[RECORDS SHOWN]
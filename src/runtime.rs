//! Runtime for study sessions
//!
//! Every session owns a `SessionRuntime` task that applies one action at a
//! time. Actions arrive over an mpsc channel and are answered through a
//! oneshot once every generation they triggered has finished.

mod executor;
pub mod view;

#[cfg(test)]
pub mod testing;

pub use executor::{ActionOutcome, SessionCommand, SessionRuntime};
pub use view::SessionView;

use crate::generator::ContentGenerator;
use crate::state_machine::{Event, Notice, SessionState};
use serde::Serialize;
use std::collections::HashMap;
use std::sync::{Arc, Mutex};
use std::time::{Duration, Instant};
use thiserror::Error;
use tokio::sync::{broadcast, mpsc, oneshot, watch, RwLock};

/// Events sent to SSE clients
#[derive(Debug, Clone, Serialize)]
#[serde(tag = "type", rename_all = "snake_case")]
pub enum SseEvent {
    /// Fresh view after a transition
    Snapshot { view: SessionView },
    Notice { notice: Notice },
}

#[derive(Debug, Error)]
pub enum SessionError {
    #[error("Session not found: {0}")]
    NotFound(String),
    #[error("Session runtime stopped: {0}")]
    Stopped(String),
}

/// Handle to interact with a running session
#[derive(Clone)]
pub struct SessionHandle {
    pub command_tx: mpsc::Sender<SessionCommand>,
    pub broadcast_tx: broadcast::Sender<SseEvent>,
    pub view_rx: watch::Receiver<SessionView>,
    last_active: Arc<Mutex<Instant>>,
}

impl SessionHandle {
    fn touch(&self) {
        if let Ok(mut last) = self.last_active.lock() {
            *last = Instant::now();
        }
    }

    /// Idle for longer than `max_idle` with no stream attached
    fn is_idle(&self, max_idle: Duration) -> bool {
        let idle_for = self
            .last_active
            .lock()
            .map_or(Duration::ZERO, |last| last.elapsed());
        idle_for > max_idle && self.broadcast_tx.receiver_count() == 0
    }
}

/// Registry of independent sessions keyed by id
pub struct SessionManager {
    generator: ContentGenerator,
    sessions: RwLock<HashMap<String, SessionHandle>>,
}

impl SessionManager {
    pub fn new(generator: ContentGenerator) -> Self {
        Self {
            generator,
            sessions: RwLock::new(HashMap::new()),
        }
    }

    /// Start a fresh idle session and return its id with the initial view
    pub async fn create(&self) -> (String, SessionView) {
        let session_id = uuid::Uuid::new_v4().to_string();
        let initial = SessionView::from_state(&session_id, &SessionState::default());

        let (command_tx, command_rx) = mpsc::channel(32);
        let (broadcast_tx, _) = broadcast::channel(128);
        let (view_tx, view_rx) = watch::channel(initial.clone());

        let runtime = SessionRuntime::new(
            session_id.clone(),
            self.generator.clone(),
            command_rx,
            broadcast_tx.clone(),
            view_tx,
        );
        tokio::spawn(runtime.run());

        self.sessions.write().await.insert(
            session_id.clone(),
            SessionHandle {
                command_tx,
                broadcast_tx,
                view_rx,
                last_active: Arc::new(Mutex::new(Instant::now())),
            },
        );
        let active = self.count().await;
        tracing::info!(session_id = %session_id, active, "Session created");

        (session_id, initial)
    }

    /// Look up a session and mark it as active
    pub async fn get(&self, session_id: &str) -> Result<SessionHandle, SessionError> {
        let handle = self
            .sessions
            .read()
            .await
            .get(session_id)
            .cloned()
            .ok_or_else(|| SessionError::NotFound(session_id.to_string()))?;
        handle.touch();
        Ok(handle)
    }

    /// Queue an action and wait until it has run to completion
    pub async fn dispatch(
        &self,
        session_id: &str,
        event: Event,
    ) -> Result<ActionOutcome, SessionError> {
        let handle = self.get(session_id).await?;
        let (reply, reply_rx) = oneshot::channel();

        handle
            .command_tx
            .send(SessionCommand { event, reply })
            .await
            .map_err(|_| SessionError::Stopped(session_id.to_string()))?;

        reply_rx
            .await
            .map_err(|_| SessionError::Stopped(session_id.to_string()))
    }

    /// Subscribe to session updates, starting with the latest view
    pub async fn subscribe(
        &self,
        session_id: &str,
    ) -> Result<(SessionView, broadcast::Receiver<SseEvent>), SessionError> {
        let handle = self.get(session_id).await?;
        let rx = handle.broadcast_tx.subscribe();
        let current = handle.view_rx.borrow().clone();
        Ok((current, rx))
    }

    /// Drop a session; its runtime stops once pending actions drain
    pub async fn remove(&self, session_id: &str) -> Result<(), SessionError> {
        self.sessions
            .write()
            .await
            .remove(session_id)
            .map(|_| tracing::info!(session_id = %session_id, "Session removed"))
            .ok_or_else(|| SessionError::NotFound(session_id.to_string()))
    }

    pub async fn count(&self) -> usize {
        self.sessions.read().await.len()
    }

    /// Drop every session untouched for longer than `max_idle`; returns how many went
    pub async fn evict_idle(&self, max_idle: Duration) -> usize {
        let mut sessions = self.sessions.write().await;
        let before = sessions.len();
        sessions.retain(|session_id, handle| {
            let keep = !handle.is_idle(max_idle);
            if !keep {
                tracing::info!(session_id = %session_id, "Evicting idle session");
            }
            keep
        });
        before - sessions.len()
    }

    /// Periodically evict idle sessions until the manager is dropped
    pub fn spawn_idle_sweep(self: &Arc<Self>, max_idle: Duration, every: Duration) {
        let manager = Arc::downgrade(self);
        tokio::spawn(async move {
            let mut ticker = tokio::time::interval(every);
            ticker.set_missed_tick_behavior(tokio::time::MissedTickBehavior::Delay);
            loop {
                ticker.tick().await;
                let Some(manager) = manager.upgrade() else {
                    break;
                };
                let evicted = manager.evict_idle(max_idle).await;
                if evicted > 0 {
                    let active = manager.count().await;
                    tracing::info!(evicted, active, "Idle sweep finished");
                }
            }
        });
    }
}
...
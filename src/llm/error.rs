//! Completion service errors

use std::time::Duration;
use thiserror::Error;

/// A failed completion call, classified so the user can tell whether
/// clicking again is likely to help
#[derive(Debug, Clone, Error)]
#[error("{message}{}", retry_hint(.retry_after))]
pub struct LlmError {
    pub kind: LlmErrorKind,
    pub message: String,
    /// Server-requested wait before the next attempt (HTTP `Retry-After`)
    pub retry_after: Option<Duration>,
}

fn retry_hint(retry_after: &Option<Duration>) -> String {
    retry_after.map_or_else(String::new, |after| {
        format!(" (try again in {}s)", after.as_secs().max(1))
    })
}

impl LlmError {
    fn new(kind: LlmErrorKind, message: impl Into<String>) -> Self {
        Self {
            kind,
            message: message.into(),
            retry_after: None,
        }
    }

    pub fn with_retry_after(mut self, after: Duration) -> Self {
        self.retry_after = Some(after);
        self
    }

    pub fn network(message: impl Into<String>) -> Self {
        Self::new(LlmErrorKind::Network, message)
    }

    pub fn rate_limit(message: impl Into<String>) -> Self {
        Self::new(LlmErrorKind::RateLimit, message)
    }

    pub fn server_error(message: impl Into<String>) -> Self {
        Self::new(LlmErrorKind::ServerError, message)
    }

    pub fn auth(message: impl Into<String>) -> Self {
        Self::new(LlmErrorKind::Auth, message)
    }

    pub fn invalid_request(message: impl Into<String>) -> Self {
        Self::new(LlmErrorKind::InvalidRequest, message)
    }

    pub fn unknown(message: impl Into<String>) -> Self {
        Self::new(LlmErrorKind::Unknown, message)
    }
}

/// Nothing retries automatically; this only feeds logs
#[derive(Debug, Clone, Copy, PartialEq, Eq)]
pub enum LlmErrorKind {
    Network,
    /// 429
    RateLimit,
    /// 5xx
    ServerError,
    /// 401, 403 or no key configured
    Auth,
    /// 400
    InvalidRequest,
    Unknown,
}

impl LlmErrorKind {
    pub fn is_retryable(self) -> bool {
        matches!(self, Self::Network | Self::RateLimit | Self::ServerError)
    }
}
* * *
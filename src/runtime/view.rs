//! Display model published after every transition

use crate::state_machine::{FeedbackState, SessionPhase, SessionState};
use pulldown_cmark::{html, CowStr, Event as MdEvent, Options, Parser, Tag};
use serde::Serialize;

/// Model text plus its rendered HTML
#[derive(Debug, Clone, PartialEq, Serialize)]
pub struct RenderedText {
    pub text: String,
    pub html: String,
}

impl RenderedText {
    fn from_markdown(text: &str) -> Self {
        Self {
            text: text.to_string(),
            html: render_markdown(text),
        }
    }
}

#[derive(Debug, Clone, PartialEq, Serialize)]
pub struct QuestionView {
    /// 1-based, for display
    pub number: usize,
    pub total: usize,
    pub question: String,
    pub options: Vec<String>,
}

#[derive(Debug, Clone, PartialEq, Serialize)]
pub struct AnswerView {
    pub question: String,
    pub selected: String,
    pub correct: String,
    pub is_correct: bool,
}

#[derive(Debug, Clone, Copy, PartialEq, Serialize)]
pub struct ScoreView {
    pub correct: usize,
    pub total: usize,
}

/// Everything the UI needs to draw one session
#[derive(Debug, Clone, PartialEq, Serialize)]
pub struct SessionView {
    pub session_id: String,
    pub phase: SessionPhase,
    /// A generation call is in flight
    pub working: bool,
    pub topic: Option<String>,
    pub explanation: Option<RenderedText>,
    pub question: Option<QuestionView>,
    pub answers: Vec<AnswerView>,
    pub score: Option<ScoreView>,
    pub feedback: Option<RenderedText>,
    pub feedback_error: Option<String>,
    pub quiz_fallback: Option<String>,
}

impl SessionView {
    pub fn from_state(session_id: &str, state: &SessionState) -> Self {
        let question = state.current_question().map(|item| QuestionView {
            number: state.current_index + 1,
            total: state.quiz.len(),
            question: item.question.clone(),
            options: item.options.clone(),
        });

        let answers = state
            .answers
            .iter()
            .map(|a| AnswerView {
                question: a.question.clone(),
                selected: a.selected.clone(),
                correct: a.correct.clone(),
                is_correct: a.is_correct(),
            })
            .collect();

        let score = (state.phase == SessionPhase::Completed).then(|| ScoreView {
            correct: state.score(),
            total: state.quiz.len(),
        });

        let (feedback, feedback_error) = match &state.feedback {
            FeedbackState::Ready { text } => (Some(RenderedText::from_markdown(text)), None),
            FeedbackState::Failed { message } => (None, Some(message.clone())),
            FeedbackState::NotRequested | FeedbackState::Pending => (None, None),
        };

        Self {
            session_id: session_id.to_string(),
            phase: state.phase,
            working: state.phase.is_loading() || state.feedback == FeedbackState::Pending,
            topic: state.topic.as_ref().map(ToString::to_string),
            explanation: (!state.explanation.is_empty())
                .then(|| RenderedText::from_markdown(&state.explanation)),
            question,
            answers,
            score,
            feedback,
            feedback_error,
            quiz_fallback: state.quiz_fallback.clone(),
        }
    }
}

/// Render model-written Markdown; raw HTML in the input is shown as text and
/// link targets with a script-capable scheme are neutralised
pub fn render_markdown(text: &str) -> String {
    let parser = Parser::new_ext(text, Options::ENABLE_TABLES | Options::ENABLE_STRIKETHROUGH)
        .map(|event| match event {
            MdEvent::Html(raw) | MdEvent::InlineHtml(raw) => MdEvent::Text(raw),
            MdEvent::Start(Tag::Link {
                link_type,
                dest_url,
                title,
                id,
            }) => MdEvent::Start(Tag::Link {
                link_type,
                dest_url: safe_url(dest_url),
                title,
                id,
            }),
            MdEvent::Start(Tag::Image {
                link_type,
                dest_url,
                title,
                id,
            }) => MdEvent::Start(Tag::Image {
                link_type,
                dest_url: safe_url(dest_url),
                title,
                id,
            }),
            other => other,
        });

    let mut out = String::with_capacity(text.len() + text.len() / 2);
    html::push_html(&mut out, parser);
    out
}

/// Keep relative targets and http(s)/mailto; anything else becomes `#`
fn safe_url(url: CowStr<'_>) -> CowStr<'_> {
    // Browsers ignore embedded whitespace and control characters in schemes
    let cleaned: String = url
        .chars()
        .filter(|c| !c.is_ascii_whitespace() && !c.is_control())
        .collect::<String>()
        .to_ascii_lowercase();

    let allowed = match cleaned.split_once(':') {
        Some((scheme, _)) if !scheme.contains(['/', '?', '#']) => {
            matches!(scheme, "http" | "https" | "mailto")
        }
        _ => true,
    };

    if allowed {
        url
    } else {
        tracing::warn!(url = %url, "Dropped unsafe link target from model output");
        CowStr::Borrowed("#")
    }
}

[WHAT YOU ARE ASKED TO DO] The expected answer is an exact copy of the lines above, beginning at the line with "is in flight" and ending at the line with "explanation: (!state.explanation.is_empty())", with both ends in.

[ANSWER]
    /// A generation call is in flight
    pub working: bool,
    pub topic: Option<String>,
    pub explanation: Option<RenderedText>,
    pub question: Option<QuestionView>,
    pub answers: Vec<AnswerView>,
    pub score: Option<ScoreView>,
    pub feedback: Option<RenderedText>,
    pub feedback_error: Option<String>,
    pub quiz_fallback: Option<String>,
}

impl SessionView {
    pub fn from_state(session_id: &str, state: &SessionState) -> Self {
        let question = state.current_question().map(|item| QuestionView {
            number: state.current_index + 1,
            total: state.quiz.len(),
            question: item.question.clone(),
            options: item.options.clone(),
        });

        let answers = state
            .answers
            .iter()
            .map(|a| AnswerView {
                question: a.question.clone(),
                selected: a.selected.clone(),
                correct: a.correct.clone(),
                is_correct: a.is_correct(),
            })
            .collect();

        let score = (state.phase == SessionPhase::Completed).then(|| ScoreView {
            correct: state.score(),
            total: state.quiz.len(),
        });

        let (feedback, feedback_error) = match &state.feedback {
            FeedbackState::Ready { text } => (Some(RenderedText::from_markdown(text)), None),
            FeedbackState::Failed { message } => (None, Some(message.clone())),
            FeedbackState::NotRequested | FeedbackState::Pending => (None, None),
        };

        Self {
            session_id: session_id.to_string(),
            phase: state.phase,
            working: state.phase.is_loading() || state.feedback == FeedbackState::Pending,
            topic: state.topic.as_ref().map(ToString::to_string),
            explanation: (!state.explanation.is_empty())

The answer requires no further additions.